- [Problem requirements]: Since each line must match the original, copy out the records with no differences at all.

————

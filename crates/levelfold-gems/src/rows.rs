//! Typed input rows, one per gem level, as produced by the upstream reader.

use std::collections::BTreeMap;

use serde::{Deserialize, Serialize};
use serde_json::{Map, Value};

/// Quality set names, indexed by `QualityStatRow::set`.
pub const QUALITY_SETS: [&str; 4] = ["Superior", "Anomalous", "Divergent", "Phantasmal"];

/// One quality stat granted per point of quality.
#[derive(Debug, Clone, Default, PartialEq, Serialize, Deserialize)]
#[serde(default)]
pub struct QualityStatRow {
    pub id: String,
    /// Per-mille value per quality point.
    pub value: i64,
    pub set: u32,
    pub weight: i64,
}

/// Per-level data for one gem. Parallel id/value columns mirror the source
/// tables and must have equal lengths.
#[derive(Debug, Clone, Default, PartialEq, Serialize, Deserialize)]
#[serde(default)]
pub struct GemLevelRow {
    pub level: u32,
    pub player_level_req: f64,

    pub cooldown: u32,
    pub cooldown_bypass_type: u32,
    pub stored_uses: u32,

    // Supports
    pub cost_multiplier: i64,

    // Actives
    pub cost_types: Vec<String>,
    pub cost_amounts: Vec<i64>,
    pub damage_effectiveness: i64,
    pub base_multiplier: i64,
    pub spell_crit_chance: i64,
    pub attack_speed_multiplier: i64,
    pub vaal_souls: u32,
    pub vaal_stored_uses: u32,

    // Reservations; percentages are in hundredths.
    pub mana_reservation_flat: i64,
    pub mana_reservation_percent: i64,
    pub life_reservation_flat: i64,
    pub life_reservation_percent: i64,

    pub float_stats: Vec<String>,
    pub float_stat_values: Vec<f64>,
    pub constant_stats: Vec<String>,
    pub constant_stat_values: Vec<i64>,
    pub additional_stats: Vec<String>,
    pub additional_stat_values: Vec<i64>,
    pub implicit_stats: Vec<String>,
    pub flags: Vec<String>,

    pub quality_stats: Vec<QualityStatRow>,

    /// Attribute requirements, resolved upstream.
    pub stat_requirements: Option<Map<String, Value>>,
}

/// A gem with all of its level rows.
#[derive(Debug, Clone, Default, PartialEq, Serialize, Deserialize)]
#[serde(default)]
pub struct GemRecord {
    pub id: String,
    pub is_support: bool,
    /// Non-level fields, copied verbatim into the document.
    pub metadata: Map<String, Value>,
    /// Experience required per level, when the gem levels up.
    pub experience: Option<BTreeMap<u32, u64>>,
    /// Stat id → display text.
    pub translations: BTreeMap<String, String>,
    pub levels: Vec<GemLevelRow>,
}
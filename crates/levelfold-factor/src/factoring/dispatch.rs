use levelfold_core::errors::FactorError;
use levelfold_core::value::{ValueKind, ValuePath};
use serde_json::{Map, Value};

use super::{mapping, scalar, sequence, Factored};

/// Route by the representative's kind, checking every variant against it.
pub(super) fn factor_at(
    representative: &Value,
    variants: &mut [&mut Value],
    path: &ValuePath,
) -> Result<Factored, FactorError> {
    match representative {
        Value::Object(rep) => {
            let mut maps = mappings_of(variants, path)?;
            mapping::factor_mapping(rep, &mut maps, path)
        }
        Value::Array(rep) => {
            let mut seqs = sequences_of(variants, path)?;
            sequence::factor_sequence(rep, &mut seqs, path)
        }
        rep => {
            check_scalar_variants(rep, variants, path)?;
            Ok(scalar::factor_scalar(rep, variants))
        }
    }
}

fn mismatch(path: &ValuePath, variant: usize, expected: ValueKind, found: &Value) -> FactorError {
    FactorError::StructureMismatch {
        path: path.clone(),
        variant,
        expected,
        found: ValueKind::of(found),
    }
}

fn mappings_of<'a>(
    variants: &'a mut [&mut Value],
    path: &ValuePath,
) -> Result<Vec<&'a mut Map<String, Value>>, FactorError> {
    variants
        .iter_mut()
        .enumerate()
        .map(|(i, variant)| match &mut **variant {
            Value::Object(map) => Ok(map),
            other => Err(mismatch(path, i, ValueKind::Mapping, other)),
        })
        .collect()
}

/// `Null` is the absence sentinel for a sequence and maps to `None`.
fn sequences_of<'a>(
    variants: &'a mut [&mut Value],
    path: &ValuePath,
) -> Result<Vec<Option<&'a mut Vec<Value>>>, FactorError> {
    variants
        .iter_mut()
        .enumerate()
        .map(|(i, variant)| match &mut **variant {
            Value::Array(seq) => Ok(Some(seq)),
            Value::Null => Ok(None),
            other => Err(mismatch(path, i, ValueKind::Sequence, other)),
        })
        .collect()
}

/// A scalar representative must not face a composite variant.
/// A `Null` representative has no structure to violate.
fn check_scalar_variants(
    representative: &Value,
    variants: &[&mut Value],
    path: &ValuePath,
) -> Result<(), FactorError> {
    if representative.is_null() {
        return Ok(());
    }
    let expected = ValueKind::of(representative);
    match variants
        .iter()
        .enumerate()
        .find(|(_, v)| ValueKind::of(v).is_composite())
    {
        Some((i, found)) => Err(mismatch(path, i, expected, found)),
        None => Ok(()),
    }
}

————

- [Expected answer]:
filename crates/levelfold-gems/src/rows.rs
//! Typed input rows, one per gem level, as produced by the upstream reader.

use std::collections::BTreeMap;

use serde::{Deserialize, Serialize};
use serde_json::{Map, Value};

/// Quality set names, indexed by `QualityStatRow::set`.
pub const QUALITY_SETS: [&str; 4] = ["Superior", "Anomalous", "Divergent", "Phantasmal"];

/// One quality stat granted per point of quality.
#[derive(Debug, Clone, Default, PartialEq, Serialize, Deserialize)]
#[serde(default)]
pub struct QualityStatRow {
    pub id: String,
    /// Per-mille value per quality point.
    pub value: i64,
    pub set: u32,
    pub weight: i64,
}

/// Per-level data for one gem. Parallel id/value columns mirror the source
/// tables and must have equal lengths.
#[derive(Debug, Clone, Default, PartialEq, Serialize, Deserialize)]
#[serde(default)]
pub struct GemLevelRow {
    pub level: u32,
    pub player_level_req: f64,

    pub cooldown: u32,
    pub cooldown_bypass_type: u32,
    pub stored_uses: u32,

    // Supports
    pub cost_multiplier: i64,

    // Actives
    pub cost_types: Vec<String>,
    pub cost_amounts: Vec<i64>,
    pub damage_effectiveness: i64,
    pub base_multiplier: i64,
    pub spell_crit_chance: i64,
    pub attack_speed_multiplier: i64,
    pub vaal_souls: u32,
    pub vaal_stored_uses: u32,

    // Reservations; percentages are in hundredths.
    pub mana_reservation_flat: i64,
    pub mana_reservation_percent: i64,
    pub life_reservation_flat: i64,
    pub life_reservation_percent: i64,

    pub float_stats: Vec<String>,
    pub float_stat_values: Vec<f64>,
    pub constant_stats: Vec<String>,
    pub constant_stat_values: Vec<i64>,
    pub additional_stats: Vec<String>,
    pub additional_stat_values: Vec<i64>,
    pub implicit_stats: Vec<String>,
    pub flags: Vec<String>,

    pub quality_stats: Vec<QualityStatRow>,

    /// Attribute requirements, resolved upstream.
    pub stat_requirements: Option<Map<String, Value>>,
}

/// A gem with all of its level rows.
#[derive(Debug, Clone, Default, PartialEq, Serialize, Deserialize)]
#[serde(default)]
pub struct GemRecord {
    pub id: String,
    pub is_support: bool,
    /// Non-level fields, copied verbatim into the document.
    pub metadata: Map<String, Value>,
    /// Experience required per level, when the gem levels up.
    pub experience: Option<BTreeMap<u32, u64>>,
    /// Stat id → display text.
    pub translations: BTreeMap<String, String>,
    pub levels: Vec<GemLevelRow>,
}
filename crates/levelfold-factor/src/factoring/dispatch.rs
use levelfold_core::errors::FactorError;
use levelfold_core::value::{ValueKind, ValuePath};
use serde_json::{Map, Value};

use super::{mapping, scalar, sequence, Factored};

/// Route by the representative's kind, checking every variant against it.
pub(super) fn factor_at(
    representative: &Value,
    variants: &mut [&mut Value],
    path: &ValuePath,
) -> Result<Factored, FactorError> {
    match representative {
        Value::Object(rep) => {
            let mut maps = mappings_of(variants, path)?;
            mapping::factor_mapping(rep, &mut maps, path)
        }
        Value::Array(rep) => {
            let mut seqs = sequences_of(variants, path)?;
            sequence::factor_sequence(rep, &mut seqs, path)
        }
        rep => {
            check_scalar_variants(rep, variants, path)?;
            Ok(scalar::factor_scalar(rep, variants))
        }
    }
}

fn mismatch(path: &ValuePath, variant: usize, expected: ValueKind, found: &Value) -> FactorError {
    FactorError::StructureMismatch {
        path: path.clone(),
        variant,
        expected,
        found: ValueKind::of(found),
    }
}

fn mappings_of<'a>(
    variants: &'a mut [&mut Value],
    path: &ValuePath,
) -> Result<Vec<&'a mut Map<String, Value>>, FactorError> {
    variants
        .iter_mut()
        .enumerate()
        .map(|(i, variant)| match &mut **variant {
            Value::Object(map) => Ok(map),
            other => Err(mismatch(path, i, ValueKind::Mapping, other)),
        })
        .collect()
}

/// `Null` is the absence sentinel for a sequence and maps to `None`.
fn sequences_of<'a>(
    variants: &'a mut [&mut Value],
    path: &ValuePath,
) -> Result<Vec<Option<&'a mut Vec<Value>>>, FactorError> {
    variants
        .iter_mut()
        .enumerate()
        .map(|(i, variant)| match &mut **variant {
            Value::Array(seq) => Ok(Some(seq)),
            Value::Null => Ok(None),
            other => Err(mismatch(path, i, ValueKind::Sequence, other)),
        })
        .collect()
}

/// A scalar representative must not face a composite variant.
/// A `Null` representative has no structure to violate.
fn check_scalar_variants(
    representative: &Value,
    variants: &[&mut Value],
    path: &ValuePath,
) -> Result<(), FactorError> {
    if representative.is_null() {
        return Ok(());
    }
    let expected = ValueKind::of(representative);
    match variants
        .iter()
        .enumerate()
        .find(|(_, v)| ValueKind::of(v).is_composite())
    {
        Some((i, found)) => Err(mismatch(path, i, expected, found)),
        None => Ok(()),
    }
}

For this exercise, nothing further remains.